配管内の水があることで表面温度が下がります。

片側から加熱されて他方が冷却されていないことで熱くなるという意味で、

夏場に車のボンネットに手を置いたり、車の中に入ろうとしたときにも同じような経験をできるでしょう。

管内で液体が蒸発・管外で蒸気が凝縮する場合

最後に、管内で液体が蒸発、管外で蒸気が凝縮するケースを見てみましょう。

管内蒸発・管外凝縮

蒸気でプロセス液を蒸留させるというケースを考えています。

蒸発・凝縮などの相変化を伴う熱伝達は急激に上がります。

伝導伝熱と対流伝熱の差がかなり無くなります。

そうすると、伝導伝熱部分である固体の表面温度差が付くことになります。

同じ物体の両側で温度差が付くと、膨張差が付きます。

最悪は亀裂や破損の原因となります。

バッチ系化学工場ではガラスライニングやフッ素樹脂ライニングの破損を気にするときに、表面温度の話題がでます。

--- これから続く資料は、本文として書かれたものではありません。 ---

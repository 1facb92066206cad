//! Project detection and resolver setup
//!
//! Without `-C`, commands work from anywhere inside a project: the nearest
//! ancestor holding a Gradle build or settings script is taken as the root.

use std::path::{Path, PathBuf};

use effconf_core::{ConfigResolver, Snapshot};

use crate::cli::Cli;
use crate::error::{CliError, Result};

/// Files whose presence marks a project root
const PROJECT_MARKERS: [&str; 4] = [
    "settings.gradle.kts",
    "settings.gradle",
    "build.gradle.kts",
    "build.gradle",
];

/// Walk up from `cwd` to the nearest directory containing a project marker,
/// or `cwd` itself when there is none.
pub fn find_project_root(cwd: &Path) -> PathBuf {
    cwd.ancestors()
        .find(|dir| PROJECT_MARKERS.iter().any(|marker| dir.join(marker).is_file()))
        .unwrap_or(cwd)
        .to_path_buf()
}

/// Build a resolver from the global command-line options.
pub fn resolver(cli: &Cli) -> Result<ConfigResolver> {
    let project_dir = match &cli.project_dir {
        Some(dir) => dunce::canonicalize(dir).map_err(|e| {
            CliError::user(format!(
                "Project directory {} is not accessible: {e}",
                dir.display()
            ))
        })?,
        None => find_project_root(&dunce::canonicalize(std::env::current_dir()?)?),
    };
    tracing::debug!(?project_dir, "Using project directory");

    let snapshot = Snapshot::capture().with_system_properties(cli.system.iter().cloned());

    let mut resolver = ConfigResolver::new(project_dir)
        .snapshot(snapshot)
        .launch_mode(cli.mode.into());

    for dir in &cli.resource_dirs {
        resolver = resolver.resource_dir(dir);
    }
    for (key, value) in &cli.project {
        resolver = resolver.project(key, value.as_str());
    }
    for (key, value) in &cli.build {
        resolver = resolver.build(key, value);
    }
    if let Some(profile) = &cli.profile {
        resolver = resolver.profile(profile);
    }

    Ok(resolver)
}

ボイラー特に水管ボイラーでは、管内が水・管外が空気の状態で、管内が沸騰という相変化を伴うため、

管外面の温度は高くなく、水の沸騰温度の20~30℃程度と言われています。

ボイラーの火室内は700℃をゆうに越えます。

高圧水の沸騰温度+30℃程度の300℃前後まで表面温度が下がると考えると、イメージが付くと思います。

最後に

熱通過率と表面温度の関係を直感的・視覚的に理解する方法を解説しました。

熱伝導率・熱伝達率が高いほど温度差は低いです。

これを3ケースに分けて視覚的に解説しました。

この記事が皆さんのお役に立てれば嬉しいです。